For the broader program, Dover said that the models he used in establishing levels of development emulate structures already in place in The Netherlands and Germany and have been in the U.S. They will be in place in Canada by the spring.

Those programs include juniors, young riders, developing horse/rider of Prix St. Georges through Grand Prix and the elite A and B squads.

Among them is the Canadian rising star program that is based on the Emerging Athletes Program created by the U.S. Hunter Jumper Association that will work in a similar way, administered by top Canadian Olympians. The program is not aimed at just finding the cream of the crop, but provide a “great, great” structure of camps throughout the year culminating in an event similar to the George Morris Horsemastership week in Florida.

Dover found no lack of depth of horses and riders for all levels.

“The biggest deficiency is funding,” he said. “The greatest challenge for Canada as far as putting these programs into place and having them become completely viable is insuring there is funding for them.”
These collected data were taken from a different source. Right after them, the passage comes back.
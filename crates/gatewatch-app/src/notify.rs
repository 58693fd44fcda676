//! Message notifications.
//!
//! The [`NotificationFilter`] decides, per message-create event, whether the
//! user should be notified, and builds the [`Notification`] handed to the
//! sink. Suppression rules are evaluated in order; the first match wins:
//!
//! 1. The message does not mention the current user.
//! 2. The current user is in Do Not Disturb.

use std::fmt;

use gatewatch_core::{ChannelId, Message, SessionState, Status};
use sha2::{Digest, Sha256};
use url::Url;

use crate::ControllerConfig;

/// Notification identity.
///
/// Derived only from the channel so the sink can replace an older
/// notification for the same channel instead of stacking them.
#[derive(Debug, Clone, PartialEq, Eq, Hash)]
pub struct NotificationId(String);

impl NotificationId {
    /// Identity for notifications about `channel_id`.
    pub fn for_channel(channel_id: ChannelId) -> Self {
        let digest = Sha256::digest(channel_id.0.to_be_bytes());
        Self(hex::encode(&digest[..8]))
    }

    /// Identity as a string.
    pub fn as_str(&self) -> &str {
        &self.0
    }
}

impl fmt::Display for NotificationId {
    fn fmt(&self, f: &mut fmt::Formatter<'_>) -> fmt::Result {
        f.write_str(&self.0)
    }
}

/// Notification icon.
#[derive(Debug, Clone, PartialEq, Eq)]
pub enum Icon {
    /// Remote image.
    Url(String),
    /// Icon from the desktop icon theme.
    Named(String),
}

/// Notification sound.
#[derive(Debug, Clone, Copy, PartialEq, Eq)]
pub enum Sound {
    /// Default incoming-message sound.
    Message,
}

/// Action run when the user activates a notification.
#[derive(Debug, Clone, PartialEq, Eq)]
pub struct NotificationAction {
    /// Application action name.
    pub action_id: String,
    /// Channel to open.
    pub argument: ChannelId,
}

/// A user-facing notification.
#[derive(Debug, Clone, PartialEq, Eq)]
pub struct Notification {
    /// Identity used for coalescing.
    pub id: NotificationId,
    /// Title (`"author (channel)"`).
    pub title: String,
    /// Sanitized message preview.
    pub body: String,
    /// Author avatar or fallback icon.
    pub icon: Icon,
    /// Sound to play.
    pub sound: Sound,
    /// Activation action.
    pub action: NotificationAction,
}

/// Decides which messages become notifications and builds them.
#[derive(Debug, Clone)]
pub struct NotificationFilter {
    preview_max_chars: usize,
    avatar_size: u16,
    fallback_icon: String,
    open_channel_action: String,
}

impl NotificationFilter {
    /// Create a filter from controller configuration.
    pub fn new(config: &ControllerConfig) -> Self {
        Self {
            preview_max_chars: config.preview_max_chars,
            avatar_size: config.avatar_size,
            fallback_icon: config.fallback_icon.clone(),
            open_channel_action: config.open_channel_action.clone(),
        }
    }

    /// Build the notification for `message`, or `None` if it is suppressed.
    pub fn filter<S>(&self, message: &Message, session: &S) -> Option<Notification>
    where
        S: SessionState + ?Sized,
    {
        if session.mention_count(message) == 0 {
            return None;
        }

        if session.status() == Status::DoNotDisturb {
            return None;
        }

        let channel_id = message.channel_id;
        let title = format!(
            "{} ({})",
            session.author_display_name(message),
            session.channel_name(channel_id)
        );
        let body = sanitize_preview(&session.message_preview(message), self.preview_max_chars);
        let icon = session
            .avatar_url(&message.author)
            .and_then(|raw| with_avatar_size(&raw, self.avatar_size))
            .map_or_else(|| Icon::Named(self.fallback_icon.clone()), Icon::Url);

        Some(Notification {
            id: NotificationId::for_channel(channel_id),
            title,
            body,
            icon,
            sound: Sound::Message,
            action: NotificationAction {
                action_id: self.open_channel_action.clone(),
                argument: channel_id,
            },
        })
    }
}

/// Collapse whitespace runs and truncate to `max_chars` characters, ending
/// with an ellipsis when shortened. A zero limit yields an empty body.
fn sanitize_preview(text: &str, max_chars: usize) -> String {
    if max_chars == 0 {
        return String::new();
    }

    let collapsed = text.split_whitespace().collect::<Vec<_>>().join(" ");
    if collapsed.chars().count() <= max_chars {
        return collapsed;
    }

    let mut truncated: String = collapsed.chars().take(max_chars.saturating_sub(1)).collect();
    truncated.truncate(truncated.trim_end().len());
    truncated.push('…');
    truncated
}

/// Rewrite the `size` query parameter of an avatar URL. `None` if `raw` is not
/// an absolute http(s) URL.
fn with_avatar_size(raw: &str, size: u16) -> Option<String> {
    let mut url = Url::parse(raw).ok()?;
    if !matches!(url.scheme(), "http" | "https") {
        return None;
    }

    let kept: Vec<(String, String)> = url
        .query_pairs()
        .filter(|(key, _)| key != "size")
        .map(|(key, value)| (key.into_owned(), value.into_owned()))
        .collect();

    url.query_pairs_mut().clear().extend_pairs(kept).append_pair("size", &size.to_string());
    Some(url.into())
}
//! Scripted replay for the Gatewatch controller.
//!
//! The `gatewatch` binary reads a [`Script`] of timed gateway events, replays
//! it through the production [`gatewatch_app::Runtime`] with headless
//! implementations of the UI surface and notification sink, and reports the
//! final screen.

#![forbid(unsafe_code)]
#![deny(missing_docs)]

mod cli;
mod error;
mod log_surface;
mod replay;
mod script;

use std::future::Future;

pub use cli::Args;
pub use error::CliError;
use gatewatch_app::{Controller, ControllerConfig, Runtime, SystemEnv, ThemeState};
pub use log_surface::{LogSink, LogSurface};
pub use replay::ReplaySession;
pub use script::{Script, ScriptChannel, ScriptStep, StepAction};

/// Replay `script` until it runs out or `shutdown` completes.
///
/// Returns the controller in its final state.
pub async fn replay<F>(
    script: Script,
    config: ControllerConfig,
    theme: ThemeState,
    shutdown: F,
) -> Controller
where
    F: Future<Output = ()>,
{
    tracing::info!(
        user = %script.user_id,
        steps = script.steps.len(),
        duration = ?script.duration(),
        "replaying session script"
    );

    let session = ReplaySession::new(script);
    let runtime = Runtime::hook(session, LogSurface, LogSink, theme, SystemEnv::new(), config);
    runtime.run(shutdown).await
}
The rising star program will be self-funding, just like the Emerging Athlete Program.

Funding for the other programs comes from the Own the Podium program created by the Canadian Olympic Committee to improve the performances of the nation’s international athletes. Dover met with the group to present the dressage 2010 plans and budget.

Separately, he is working with Dressage Canada’s high performance committee and the Own the Dressage Podium fund raising committee. Dover said experts in finance and business who have a passion for Canada’s dressage success have been asked to raise sufficient funds for the programs.

Robert Dover
Robert Dover

Asked whether he had mixed emotions being an American Olympic multi medalist who was unsuccessful in seeking the U.S. post and is now coaching Canada, he said:

“Would I have loved to have been able to do this job for America? Sure. There’s no doubt about that.

“But you know what, the minute that I was with the Canadians and felt the incredible support from their athletes and from the owners, officials and everyone involved with Dressage Canada I didn’t have a change of heart wishing that had worked out for me with the United States but I did have this immediate change in my own mind that now I know what my job is and I am excited about creating what I believe will become a very, very top team.

“Not just at the Grand Prix level but top teams at every level, from juniors on up.”